Todavía estás muy verde para discutir conmigo —dijo Qu Tingting con orgullo.
—Amablemente te dejé quedarte ayer para tratar tu enfermedad, pero no lo apreciaste, y ahora vas tras el hombre de otra.
Niña, tus acciones no son amables —dijo Tian Mei severamente.
¡Zhou Hongyu, realmente invitaste al lobo a tu casa!
—Con un hombre capaz como A’niu, naturalmente hay muchas mujeres que lo admiran.
Incluso si no estuviera yo, Qu Tingting, todavía habría una Wang Tingting o una Ma Tingting mañana.
Te aconsejo que dejes de perder el aliento conmigo y pienses en cómo mejorar tu propio encanto, ¡hmph!
Las palabras de Qu Tingting ciertamente tenían sentido, dejando a Tian Mei y Zhou Hongyu momentáneamente sin poder replicar.
A’niu era un soltero elegible, y en el futuro, cualquiera podría potencialmente convertirse en su esposa.
Zhou Hongyu era consciente de esto, pero aun así, al ver que Qu Tingting no se había ido en toda la noche, se puso tan celosa que se dirigió allí sin pensarlo dos veces para confrontarla.
—Perra, no pienses que solo porque A’niu se acostó contigo una vez, tienes derecho a competir conmigo.
Es verdad que A’niu está soltero, pero no olvides, ¡tú tienes un hombre!
Zhou Hongyu pensó mucho y finalmente encontró su contraataque más fuerte.
A’niu, que escuchaba afuera, tenía un dolor de cabeza terrible.
¿Cómo manejaban los antiguos emperadores a sus muchas concubinas?
Con todas estas mujeres discutiendo día tras día, lo estaba volviendo loco.
—A’niu, ¿por qué estás parado afuera?
¿No vas a entrar?
De repente, una voz femenina vino desde detrás de él.
A’niu se golpeó la frente.
—Genial, otra más.
La recién llegada era Zhao Lianhua, quien había hecho varios intentos fallidos de intimar con A’niu.
Zhao Lianhua se había arreglado especialmente hoy, vistiendo un vestido floreado con tirantes y su cabello largo suelto detrás, emanando el fresco aroma del champú.
—¿Qué quieres decir con “otra más”?
A’niu, ¿de qué estás hablando?
No me digas que estabas esperando aquí especialmente por mí?
Zhao Lianhua se acercó felizmente, sus ojos seductores mientras se frotaba contra el fuerte brazo de A’niu.
¡Hoy, pasara lo que pasara, estaba decidida a salirse con la suya con A’niu!
En ese momento, Zhou Hongyu salió furiosa por la puerta, hirviendo de rabia.
—Hong Yu, Hong Yu, no te enojes…
Tian Mei la seguía, tirando del brazo de Zhou Hongyu y ansiosamente tratando de calmarla.
La puerta se abrió repentinamente.
Cuatro personas estaban allí mirándose fijamente.
Zhou Hongyu vio la voluptuosa figura de Zhao Lianhua apoyada en el brazo de A’niu y se enojó tanto que comenzó a pisotear.
—Vieja puta, quítale tus bultos de carne de encima.

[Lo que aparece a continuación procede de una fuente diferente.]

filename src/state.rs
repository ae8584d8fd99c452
use crate::db::{DbPool, OrmConn};

#[derive(Clone)]
pub struct AppState {
    pub pool: DbPool,
    pub orm: OrmConn,
}
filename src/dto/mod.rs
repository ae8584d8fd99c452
pub mod auth;
pub mod orders;
pub mod products;
pub mod users;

Zhou Hongyu ya se había sentido humillada en su escaramuza con Qu Tingting y ya estaba echando humo de ira reprimida.
Ver a Zhao Lianhua también coqueteando con A’niu la hizo enfurecerse aún más.
—Hmph, ocúpate de tus rábanos salados y preocupaciones insípidas.
¡¿Qué eres tú para A’niu?!
Pondré mi carne donde quiera, y no es asunto tuyo, pequeña puta —replicó Zhao Lianhua, claramente no alguien con quien se pudiera jugar.
A’niu puso los ojos en blanco con frustración, observando cómo las mujeres, con los ojos enrojecidos de ira, comenzaban a atacarse y se enzarzaban en una pelea.